Giovani Lo Celso, de no jugar ni un minuto en el Mundial a ser una de las caras de la renovación de la selección

Lo Celso festeja su gol, el 2-0 ante Guatemala, en el amistoso en Estados Unidos Fuente: Reuters
8 de septiembre de 2018  • 23:59

El fútbol suele ser traicionero. Un pensamiento de hoy mañana puede modificarse. No necesariamente porque siempre pase algo puntual, quizás se da por contextos, por lecturas y análisis de los entrenadores y hasta por comportamientos de los futbolistas: las aplicaciones tácticas y técnicas de un entrenamiento influyen, tanto como los estados de ánimo. Pero uno de los principales misterios que se protagonizaron en el último Mundial tiene nombre y apellido: Giovani Lo Celso.

El jugador que comenzó su carrera como enganche en Rosario Central y que en el PSG (Francia), antes de pasar a Betis (España), llegó a jugar como volante central en soledad, se subió al avión del seleccionado argentino rumbo a la gira previa en Barcelona convencido de que iba a ser el socio de Javier Mascherano en el medio campo (dentro de un esquema 4-2-3-1) y, sin embargo, se volvió de Rusia sin disputar ni siquiera un minuto. Pasó de titular a ni siquiera ser observado por Jorge Sampaoli como una alternativa de recambio. "En un momento era Lo Celso y diez más", le cuentan a la nacion. Pero a la hora de la verdad, para el debut ante Islandia, el que jugó al lado de Mascherano fue Lucas Biglia. Y hasta Banega, que venía de una lesión, y Enzo Pérez, que ingresó como reemplazo del lesionado Lanzini, fueron utilizados antes que Lo Celso.

Lo Celso había jugado cinco partidos con Sampaoli. En la gira de fines de 2017 lo hizo contra Rusia y Nigeria, y en la de este año contra Italia y la goleada sufrida ante España.

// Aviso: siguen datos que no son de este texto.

//! File-scoped name resolution for the syntax front-end.
//!
//! A simple name is looked up, in order, among the type parameters in scope, the classes
//! enclosing the usage (and their nested classes), explicit imports, the file's own package,
//! star imports and finally the default imports. Qualified names resolve their first segment
//! the same way and then descend into nested classes; if that fails the whole name is tried as
//! a fully-qualified name.

use tracing::trace;

use crate::module::ModuleContext;
use crate::names::{well_known, FqName};
use crate::syntax::{SyntaxFile, TypeRefNode};
use crate::type_name::TypeName;

#[derive(Clone)]
pub(crate) struct TypeScope<'m> {
    module: &'m ModuleContext,
    file: &'m SyntaxFile,
    enclosing: Vec<FqName>,
    type_parameters: Vec<&'m str>,
}

impl<'m> TypeScope<'m> {
    /// `enclosing` lists the surrounding classes outermost first, with their type parameters.
    pub(crate) fn new(
        module: &'m ModuleContext,
        file: &'m SyntaxFile,
        enclosing: Vec<(FqName, &'m [String])>,
    ) -> Self {
        let mut type_parameters = Vec::new();
        let mut names = Vec::with_capacity(enclosing.len());
        for (fq_name, parameters) in enclosing {
            type_parameters.extend(parameters.iter().map(String::as_str));
            names.push(fq_name);
        }
        Self {
            module,
            file,
            enclosing: names,
            type_parameters,
        }
    }

    pub(crate) fn with_type_parameters(mut self, parameters: &'m [String]) -> Self {
        self.type_parameters
            .extend(parameters.iter().map(String::as_str));
        self
    }

    /// Resolves `node` to a fully-qualified type name, keeping lambda sugar as written. Returns
    /// `None` when any part of the type cannot be resolved.
    pub(crate) fn resolve(&self, node: &TypeRefNode) -> Option<TypeName> {
        match node {
            TypeRefNode::User {
                name,
                arguments,
                nullable,
                ..
            } => {
                if arguments.is_empty() && self.type_parameters.iter().any(|parameter| *parameter == name) {
                    return Some(TypeName::Variable {
                        name: name.clone(),
                        nullable: *nullable,
                    });
                }
                let fq_name = self.resolve_class_name(name)?;
                let arguments = arguments
                    .iter()
                    .map(|argument| self.resolve(argument))
                    .collect::<Option<Vec<_>>>()?;
                Some(TypeName::Class {
                    fq_name,
                    arguments,
                    nullable: *nullable,
                })
            }
            TypeRefNode::Function {
                receiver,
                parameters,
                return_type,
                nullable,
                ..
            } => {
                let receiver = match receiver {
                    Some(receiver) => Some(Box::new(self.resolve(receiver)?)),
                    None => None,
                };
                let parameters = parameters
                    .iter()
                    .map(|parameter| self.resolve(parameter))
                    .collect::<Option<Vec<_>>>()?;
                let return_type = Box::new(self.resolve(return_type)?);
                Some(TypeName::Lambda {
                    receiver,
                    parameters,
                    return_type,
                    nullable: *nullable,
                })
            }
            TypeRefNode::Star => Some(TypeName::Star),
        }
    }

    pub(crate) fn resolve_class_name(&self, name: &str) -> Option<FqName> {
        let mut segments = name.split('.');
        let first = segments.next()?;
        let resolved = self.resolve_simple_name(first).and_then(|mut fq_name| {
            for segment in segments {
                fq_name = fq_name.child(segment);
                if !self.module.class_exists(&fq_name) {
                    return None;
                }
            }
            Some(fq_name)
        });

        let resolved = resolved.or_else(|| {
            let candidate = FqName::new(name);
            self.module.class_exists(&candidate).then_some(candidate)
        });
        trace!(name, resolved = ?resolved.as_ref().map(FqName::as_str), "resolved class name");
        resolved
    }

    /// Resolves a reference such as `Scope.App` or an imported `App` to the enum class and
    /// entry name.
    pub(crate) fn resolve_enum_entry(&self, reference: &str) -> Option<(FqName, String)> {
        if let Some((class_name, entry)) = reference.rsplit_once('.') {
            let class = self.resolve_class_name(class_name)?;
            return Some((class, entry.to_string()));
        }

        self.file
            .imports
            .iter()
            .filter(|import| import.imported_name() == Some(reference))
            .find_map(|import| {
                let class = import.path.parent();
                self.module
                    .class_exists(&class)
                    .then(|| (class, import.path.short_name().to_string()))
            })
    }

    fn resolve_simple_name(&self, name: &str) -> Option<FqName> {
        let exists = |candidate: &FqName| self.module.class_exists(candidate);

        for enclosing in self.enclosing.iter().rev() {
            if enclosing.short_name() == name {
                return Some(enclosing.clone());
            }
            let nested = enclosing.child(name);
            if exists(&nested) {
                return Some(nested);
            }
        }

        if let Some(import) = self
            .file
            .imports
            .iter()
            .find(|import| import.imported_name() == Some(name) && exists(&import.path))
        {
            return Some(import.path.clone());
        }

        let same_package = self.file.package.child(name);
        if exists(&same_package) {
            return Some(same_package);
        }

        if let Some(candidate) = self
            .file
            .imports
            .iter()
            .filter(|import| import.all_under)
            .map(|import| import.path.child(name))
            .find(|candidate| exists(candidate))
        {
            return Some(candidate);
        }

        well_known::DEFAULT_IMPORTS
            .iter()
            .map(|package| FqName::new(*package).child(name))
            .find(|candidate| exists(candidate))
    }
}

También lo hizo contra Haití en la despedida de la selección en la Bombonera. ¿Qué pasó en el medio? Al parecer, algunos integrantes del cuerpo técnico notaron que cuando Lo Celso supo que iba a cargar con esa responsabilidad, su juego ya no fue el mismo en las prácticas. En ese equipo de trabajo estaba el actual entrenador de la selección: Lionel Scaloni. Y cuando en la conferencia de prensa posterior a la goleada ante Guatemala 3-0, en Los Angeles, le preguntaron por la situación, se puso algo incómodo: "No te puedo responder esa pregunta. Yo estando ahí adentro sigo pensando que Lo Celso es un gran jugador, pero los demás que estuvieron en el Mundial también son grandes jugadores. Hoy se destaca por encima del resto porque tiene más partidos encima. Estoy contento por él. Es un jugador extraordinario. Hablé y le dije que lo pasado lo tiene que dejar de lado. Debe pensar solamente en el futuro", dijo Scaloni en un cable que reprodujo la agencia NA.

El jugador con más quites

Frente a Guatemala, Lo Celso, en la nueva selección de Scaloni, jugó como interior derecho (con perfil cambiado) en un esquema 4-3-3, al costado de Paredes y tratando de generar juego para Pavón, Gio Simeone y Pity Martínez. Remató una sola vez al arco, suficiente para marcar un gol desde afuera del área. Es cierto que el rival ofreció muchas ventajas y las lecturas deben ser relativas pensando en el futuro, pero se lo vio enchufado y con personalidad para vestir la camiseta de la selección: fue el tercer jugador argentino que más pelotas tocó según datos de Opta: 91 (por debajo de Tagliafico, con 99, y Saravia, con 92) y el segundo jugador con más pases: 70, detrás de Tagliafico, que completó 79.

Si bien ha jugado como N° 5 solo, no es su principal característica, pero sigue demostrando que es capaz de sacrificarse defensivamente por el equipo: así fue como recuperó 11 pelotas, tres más que Paredes (8) y cinco más que Ascacíbar (6), aunque los futbolistas que Scaloni utilizó como volantes centrales jugaron un tiempo cada uno. "Estoy feliz por el gran partido que hizo el equipo y el rendimiento. Tratamos de hacer lo que nos pidió el entrador, de presionar rápido para recuperar y ser verticales para atacar, todo con intensidad", y agregó: "Sabemos la responsabilidad que carga llevar esta camiseta y sabíamos que teníamos que empezar con el pie derecho".

Solo tres futbolistas argentinos no jugaron ni un minuto del último Mundial. Nahuel Guzmán, el caso más lógico por tratarse del tercer arquero; Cristian Ansaldi, un lateral que podía jugar en ambas bandas pero que se subió a la lista sobre el final; y Lo Celso. Pero es cierto que el fútbol siempre da revancha. Y, en medio de aires de renovación, a Lo Celso la chance le llegó enseguida.